SUPPLIED MATERIAL:
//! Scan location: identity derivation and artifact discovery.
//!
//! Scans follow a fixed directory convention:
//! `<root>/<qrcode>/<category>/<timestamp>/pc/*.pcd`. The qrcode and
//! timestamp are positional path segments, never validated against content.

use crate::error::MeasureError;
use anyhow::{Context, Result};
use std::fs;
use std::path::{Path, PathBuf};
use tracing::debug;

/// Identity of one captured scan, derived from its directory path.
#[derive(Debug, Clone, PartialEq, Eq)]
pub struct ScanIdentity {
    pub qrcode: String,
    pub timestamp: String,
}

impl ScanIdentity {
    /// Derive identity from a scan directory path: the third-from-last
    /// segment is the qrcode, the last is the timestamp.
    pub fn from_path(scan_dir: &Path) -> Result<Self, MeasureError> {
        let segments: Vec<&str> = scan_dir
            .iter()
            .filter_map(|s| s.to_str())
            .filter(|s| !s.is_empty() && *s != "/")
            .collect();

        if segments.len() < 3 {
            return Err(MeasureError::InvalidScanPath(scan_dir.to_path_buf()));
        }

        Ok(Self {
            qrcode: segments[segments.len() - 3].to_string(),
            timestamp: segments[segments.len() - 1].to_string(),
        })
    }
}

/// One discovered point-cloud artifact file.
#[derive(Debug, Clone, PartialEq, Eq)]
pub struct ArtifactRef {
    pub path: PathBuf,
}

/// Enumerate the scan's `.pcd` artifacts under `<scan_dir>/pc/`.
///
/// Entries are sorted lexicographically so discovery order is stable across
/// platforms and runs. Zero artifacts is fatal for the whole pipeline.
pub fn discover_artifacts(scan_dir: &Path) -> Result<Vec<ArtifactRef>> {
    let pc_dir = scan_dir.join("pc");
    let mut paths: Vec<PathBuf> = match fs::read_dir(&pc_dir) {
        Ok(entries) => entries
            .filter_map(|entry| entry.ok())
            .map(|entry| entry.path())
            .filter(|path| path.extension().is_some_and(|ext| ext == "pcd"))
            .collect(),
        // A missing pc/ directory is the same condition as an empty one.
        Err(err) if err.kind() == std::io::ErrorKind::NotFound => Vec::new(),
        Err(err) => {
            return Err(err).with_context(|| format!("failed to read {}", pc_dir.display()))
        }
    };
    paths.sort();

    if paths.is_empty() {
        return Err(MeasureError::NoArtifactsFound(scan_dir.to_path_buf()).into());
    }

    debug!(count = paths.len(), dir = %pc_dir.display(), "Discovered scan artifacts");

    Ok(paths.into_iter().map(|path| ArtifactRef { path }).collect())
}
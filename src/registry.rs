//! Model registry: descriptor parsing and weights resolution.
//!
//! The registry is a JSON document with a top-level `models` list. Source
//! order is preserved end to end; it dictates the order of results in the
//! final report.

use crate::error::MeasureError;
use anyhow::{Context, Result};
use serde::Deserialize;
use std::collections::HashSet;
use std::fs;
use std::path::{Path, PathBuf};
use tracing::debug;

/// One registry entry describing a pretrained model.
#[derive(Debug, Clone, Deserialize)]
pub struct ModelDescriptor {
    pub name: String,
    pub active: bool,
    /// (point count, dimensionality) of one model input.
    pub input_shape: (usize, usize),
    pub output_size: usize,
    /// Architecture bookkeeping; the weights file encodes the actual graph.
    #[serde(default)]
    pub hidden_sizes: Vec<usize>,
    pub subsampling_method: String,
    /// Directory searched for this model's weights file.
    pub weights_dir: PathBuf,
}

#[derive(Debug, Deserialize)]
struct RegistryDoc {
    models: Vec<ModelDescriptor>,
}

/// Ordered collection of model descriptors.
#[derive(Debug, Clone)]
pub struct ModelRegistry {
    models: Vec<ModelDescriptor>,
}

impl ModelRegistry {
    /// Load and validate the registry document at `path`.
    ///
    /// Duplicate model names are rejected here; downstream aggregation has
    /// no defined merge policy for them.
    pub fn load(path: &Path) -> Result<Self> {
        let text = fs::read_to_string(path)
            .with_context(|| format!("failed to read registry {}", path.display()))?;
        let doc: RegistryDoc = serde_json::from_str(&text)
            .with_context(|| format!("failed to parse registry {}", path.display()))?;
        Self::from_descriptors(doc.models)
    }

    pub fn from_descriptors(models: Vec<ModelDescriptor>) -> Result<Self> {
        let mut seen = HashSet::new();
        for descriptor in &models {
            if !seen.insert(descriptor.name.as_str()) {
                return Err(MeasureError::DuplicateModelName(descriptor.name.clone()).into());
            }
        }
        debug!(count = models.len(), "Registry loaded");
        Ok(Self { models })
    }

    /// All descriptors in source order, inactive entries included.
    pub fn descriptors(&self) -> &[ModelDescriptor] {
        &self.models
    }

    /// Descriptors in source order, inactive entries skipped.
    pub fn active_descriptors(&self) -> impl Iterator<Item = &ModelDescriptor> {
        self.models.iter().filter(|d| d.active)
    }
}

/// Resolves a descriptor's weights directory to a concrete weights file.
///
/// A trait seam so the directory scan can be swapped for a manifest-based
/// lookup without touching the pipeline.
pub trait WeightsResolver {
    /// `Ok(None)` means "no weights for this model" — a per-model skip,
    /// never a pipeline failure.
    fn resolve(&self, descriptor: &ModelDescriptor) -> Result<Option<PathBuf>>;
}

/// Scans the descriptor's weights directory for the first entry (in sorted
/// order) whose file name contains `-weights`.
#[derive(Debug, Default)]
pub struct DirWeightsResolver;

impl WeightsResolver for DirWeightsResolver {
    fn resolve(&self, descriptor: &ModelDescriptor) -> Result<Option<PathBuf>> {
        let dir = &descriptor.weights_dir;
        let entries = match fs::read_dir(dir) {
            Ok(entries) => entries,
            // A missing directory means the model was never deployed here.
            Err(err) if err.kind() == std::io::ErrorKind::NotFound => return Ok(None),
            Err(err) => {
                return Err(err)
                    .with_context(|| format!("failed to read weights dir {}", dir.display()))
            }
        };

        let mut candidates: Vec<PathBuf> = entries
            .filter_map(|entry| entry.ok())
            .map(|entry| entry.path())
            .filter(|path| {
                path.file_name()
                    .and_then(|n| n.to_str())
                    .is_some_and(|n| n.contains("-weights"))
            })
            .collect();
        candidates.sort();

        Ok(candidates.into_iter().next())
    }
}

TASK TO CARRY OUT: Throughout the material above, find every line holding "return" and copy it.

RESPONSE TO THE TASK:
            return Err(MeasureError::InvalidScanPath(scan_dir.to_path_buf()));
            return Err(err).with_context(|| format!("failed to read {}", pc_dir.display()))
        return Err(MeasureError::NoArtifactsFound(scan_dir.to_path_buf()).into());
                return Err(MeasureError::DuplicateModelName(descriptor.name.clone()).into());
            Err(err) if err.kind() == std::io::ErrorKind::NotFound => return Ok(None),
                return Err(err)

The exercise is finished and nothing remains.